(Beginning of Source data)

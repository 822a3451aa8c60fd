//! Citation renumbering and relocation.
//!
//! The generator is shown sources numbered in retrieval order, but its
//! answer mentions them in its own order. This module remaps every
//! bracketed marker `[k]` onto a canonical numbering defined by first
//! appearance in the answer itself, then relocates markers to paragraph
//! ends: each body paragraph keeps at most `max_refs_per_paragraph`
//! distinct trailing citations, and the final (summary) paragraph collects
//! one marker for every source assigned to a body paragraph plus any
//! source never mentioned at all, so every presented source is cited
//! somewhere.
//!
//! The caller reorders its document list with [`NormalizedAnswer::canonical_order`]
//! so position 1..N in the list is exactly what the text cites.

use regex::Regex;
use std::collections::HashSet;
use std::sync::LazyLock;

use crate::config::CitationConfig;

static REF_RE: LazyLock<Regex> = LazyLock::new(|| Regex::new(r"\[(\d+)\]").unwrap());
static PARA_SPLIT_RE: LazyLock<Regex> = LazyLock::new(|| Regex::new(r"\n\s*\n").unwrap());
static TRAILING_DOT_RE: LazyLock<Regex> = LazyLock::new(|| Regex::new(r"\s+\.$").unwrap());

/// Result of one normalization pass.
#[derive(Debug, Clone, PartialEq, Eq)]
pub struct NormalizedAnswer {
    /// Paragraph-rejoined answer text with remapped, relocated citations.
    pub text: String,
    /// Zero-based presentation indices in canonical order:
    /// `canonical_order[new] = old`. Always a permutation of `0..n_sources`.
    pub canonical_order: Vec<usize>,
}

/// Normalize a raw generated answer against `n_sources` presented sources.
pub fn normalize_answer(raw: &str, n_sources: usize, config: &CitationConfig) -> NormalizedAnswer {
    let order = first_appearance_order(raw, n_sources);

    let mut old_to_new = vec![0usize; n_sources + 1];
    for (new_idx, &old) in order.iter().enumerate() {
        old_to_new[old] = new_idx + 1;
    }

    let renumbered = renumber(raw, &old_to_new);
    let text = redistribute(&renumbered, n_sources, config.max_refs_per_paragraph);

    NormalizedAnswer {
        text,
        canonical_order: order.iter().map(|&old| old - 1).collect(),
    }
}

/// Remove every citation marker; used when an answer must carry no
/// citations at all.
pub fn strip_markers(text: &str) -> String {
    REF_RE.replace_all(text, "").into_owned()
}

/// Distinct in-range citation numbers (1-based) in order of first
/// appearance, with never-mentioned sources appended in their original
/// relative order so every source still receives a final number.
fn first_appearance_order(text: &str, n_sources: usize) -> Vec<usize> {
    let mut order: Vec<usize> = Vec::new();
    for caps in REF_RE.captures_iter(text) {
        if let Some(num) = parse_ref(&caps, n_sources) {
            if !order.contains(&num) {
                order.push(num);
            }
        }
    }
    for num in 1..=n_sources {
        if !order.contains(&num) {
            order.push(num);
        }
    }
    order
}

/// Rewrite every `[k]` through the old-to-new mapping. Out-of-range
/// markers are left untouched here; the relocation pass strips them from
/// prose anyway.
fn renumber(text: &str, old_to_new: &[usize]) -> String {
    REF_RE
        .replace_all(text, |caps: &regex::Captures| {
            match caps[1].parse::<usize>() {
                Ok(old) if old >= 1 && old < old_to_new.len() && old_to_new[old] != 0 => {
                    format!("[{}]", old_to_new[old])
                }
                _ => caps[0].to_string(),
            }
        })
        .into_owned()
}

/// Relocate citations to paragraph ends.
///
/// A trailing paragraph consisting solely of markers (no alphabetic
/// content) is a stray artifact and is dropped. Every other paragraph has
/// all inline markers stripped from its prose; body paragraphs re-append
/// their first `max_refs` distinct citations, and the last paragraph (the
/// summary) collects the distinct body-assigned numbers in first-assignment
/// order plus every never-mentioned source, skipping numbers already
/// trailing it.
fn redistribute(text: &str, n_sources: usize, max_refs: usize) -> String {
    let mut paragraphs: Vec<String> = PARA_SPLIT_RE.split(text).map(|p| p.to_string()).collect();

    if let Some(last) = paragraphs.last() {
        let has_refs = REF_RE.is_match(last);
        let has_alpha = last.chars().any(|c| c.is_alphabetic());
        if has_refs && !has_alpha {
            paragraphs.pop();
        }
    }
    if paragraphs.is_empty() {
        return String::new();
    }

    let mentioned: HashSet<usize> = paragraphs
        .iter()
        .flat_map(|p| REF_RE.captures_iter(p).collect::<Vec<_>>())
        .filter_map(|caps| parse_ref(&caps, n_sources))
        .collect();

    let n_body = paragraphs.len().saturating_sub(1).max(1);
    let mut processed: Vec<String> = Vec::new();
    let mut assigned: Vec<usize> = Vec::new();

    for (i, para) in paragraphs.iter().enumerate() {
        let mut kept: Vec<usize> = Vec::new();
        for caps in REF_RE.captures_iter(para) {
            if let Some(num) = parse_ref(&caps, n_sources) {
                if !kept.contains(&num) {
                    kept.push(num);
                    if kept.len() == max_refs {
                        break;
                    }
                }
            }
        }

        let stripped = REF_RE.replace_all(para, "");
        let mut clean = stripped.trim().to_string();
        clean = TRAILING_DOT_RE.replace(&clean, ".").into_owned();

        if i < n_body {
            for num in &kept {
                clean.push_str(&format!("[{}]", num));
                assigned.push(*num);
            }
        }
        processed.push(clean);
    }

    if let Some(summary) = processed.last_mut() {
        let mut summary_refs: Vec<usize> = Vec::new();
        for num in &assigned {
            if !summary_refs.contains(num) {
                summary_refs.push(*num);
            }
        }
        for num in 1..=n_sources {
            if !mentioned.contains(&num) && !summary_refs.contains(&num) {
                summary_refs.push(num);
            }
        }

        *summary = TRAILING_DOT_RE.replace(summary, ".").into_owned();
        let tail = summary.rsplit('.').next().unwrap_or("");
        let already: HashSet<usize> = REF_RE
            .captures_iter(tail)
            .filter_map(|caps| caps[1].parse::<usize>().ok())
            .collect();
        for num in summary_refs {
            if !already.contains(&num) {
                summary.push_str(&format!("[{}]", num));
            }
        }
    }

    processed.join("\n\n")
}

fn parse_ref(caps: &regex::Captures, n_sources: usize) -> Option<usize> {
    caps[1]
        .parse::<usize>()
        .ok()
        .filter(|&num| num >= 1 && num <= n_sources)
}

#[cfg(test)]
mod tests {
    use super::*;

    fn config() -> CitationConfig {
        CitationConfig {
            max_refs_per_paragraph: 2,
            context_docs: 5,
        }
    }

    #[test]
    fn test_remap_is_bijection_on_first_appearance() {
        let raw = "Tillage effects were strongest [2] in upland plots.\n\n\
                   Irrigation mattered less [1] than cover crops [3].\n\n\
                   Overall the practices interact.";
        let normalized = normalize_answer(raw, 3, &config());

        // First-appearance order {2,1,3} becomes canonical 1,2,3
        assert_eq!(normalized.canonical_order, vec![1, 0, 2]);
        let paragraphs: Vec<&str> = normalized.text.split("\n\n").collect();
        assert!(paragraphs[0].ends_with("[1]"));
        assert!(paragraphs[1].ends_with("[2][3]"));
    }

    #[test]
    fn test_unmentioned_sources_keep_relative_order() {
        let raw = "Only one source matters here [3].\n\nSummary paragraph.";
        let normalized = normalize_answer(raw, 5, &config());
        // 3 first, then 1,2,4,5 in original order
        assert_eq!(normalized.canonical_order, vec![2, 0, 1, 3, 4]);
    }

    #[test]
    fn test_paragraph_cap_keeps_first_two_distinct() {
        let raw = "Findings converge [1] across methods [2] and sites [3].\n\n\
                   A summarizing paragraph.";
        let normalized = normalize_answer(raw, 3, &config());
        let paragraphs: Vec<&str> = normalized.text.split("\n\n").collect();
        assert!(paragraphs[0].ends_with("[1][2]"));
        assert!(!paragraphs[0].contains("[3]"));
    }

    #[test]
    fn test_markers_move_to_paragraph_end() {
        let raw = "Mulching [1] reduced runoff, and terracing [2] stabilized slopes.\n\n\
                   Both practices were cost effective.";
        let normalized = normalize_answer(raw, 2, &config());
        let paragraphs: Vec<&str> = normalized.text.split("\n\n").collect();
        assert!(paragraphs[0].ends_with("stabilized slopes.[1][2]"));
        assert!(!paragraphs[0].contains("[1] reduced"));
    }

    #[test]
    fn test_summary_collects_body_assignments() {
        let raw = "First theme [1].\n\nSecond theme [2].\n\nIn summary, themes align.";
        let normalized = normalize_answer(raw, 2, &config());
        let paragraphs: Vec<&str> = normalized.text.split("\n\n").collect();
        assert_eq!(paragraphs[2], "In summary, themes align.[1][2]");
    }

    #[test]
    fn test_never_cited_source_appears_in_summary() {
        let raw = "Alpha finding [1].\n\nBeta finding [2] and [3].\n\n\
                   Gamma finding [5].\n\nIn conclusion, results agree.";
        let normalized = normalize_answer(raw, 5, &config());
        // Old 4 was never cited; canonical order is 1,2,3,5,4 so it maps
        // to new number 5 and must still surface in the summary trail
        assert_eq!(normalized.canonical_order, vec![0, 1, 2, 4, 3]);
        let paragraphs: Vec<&str> = normalized.text.split("\n\n").collect();
        let summary = paragraphs.last().unwrap();
        assert!(summary.contains("[5]"), "summary was: {}", summary);
    }

    #[test]
    fn test_reference_only_trailing_paragraph_dropped() {
        let raw = "Body paragraph [1].\n\nSummary paragraph.\n\n[1][2]";
        let normalized = normalize_answer(raw, 2, &config());
        let paragraphs: Vec<&str> = normalized.text.split("\n\n").collect();
        assert_eq!(paragraphs.len(), 2);
        assert!(paragraphs[1].starts_with("Summary paragraph."));
    }

    #[test]
    fn test_out_of_range_markers_are_stripped_from_prose() {
        let raw = "A claim [7] with a stray marker [1].\n\nSummary text.";
        let normalized = normalize_answer(raw, 2, &config());
        let paragraphs: Vec<&str> = normalized.text.split("\n\n").collect();
        assert!(!paragraphs[0].contains("[7]"));
        assert!(paragraphs[0].ends_with("[1]"));
    }

    #[test]
    fn test_single_paragraph_answer() {
        let raw = "Everything in one paragraph [2] with two sources [1].";
        let normalized = normalize_answer(raw, 2, &config());
        // The lone paragraph is both body and summary; refs appended once
        assert!(normalized.text.starts_with("Everything in one paragraph"));
        assert!(normalized.text.ends_with("with two sources.[1][2]"));
        assert_eq!(normalized.canonical_order, vec![1, 0]);
    }

    #[test]
    fn test_no_sources_passes_text_through() {
        let raw = "Nothing cited here.\n\nStill nothing.";
        let normalized = normalize_answer(raw, 0, &config());
        assert_eq!(normalized.text, "Nothing cited here.\n\nStill nothing.");
        assert!(normalized.canonical_order.is_empty());
    }

    #[test]
    fn test_strip_markers() {
        assert_eq!(
            strip_markers("No relevant results [1][2] found."),
            "No relevant results  found."
        );
    }

    #[test]
    fn test_deterministic() {
        let raw = "Theme one [2].\n\nTheme two [1][3].\n\nSummary closes.";
        let a = normalize_answer(raw, 3, &config());
        let b = normalize_answer(raw, 3, &config());
        assert_eq!(a, b);
    }
}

(End of Source data)

What you will do:
Every line above in which the word "list" is present must be copied into the answer.

Task solution:
//! The caller reorders its document list with [`NormalizedAnswer::canonical_order`]
//! so position 1..N in the list is exactly what the text cites.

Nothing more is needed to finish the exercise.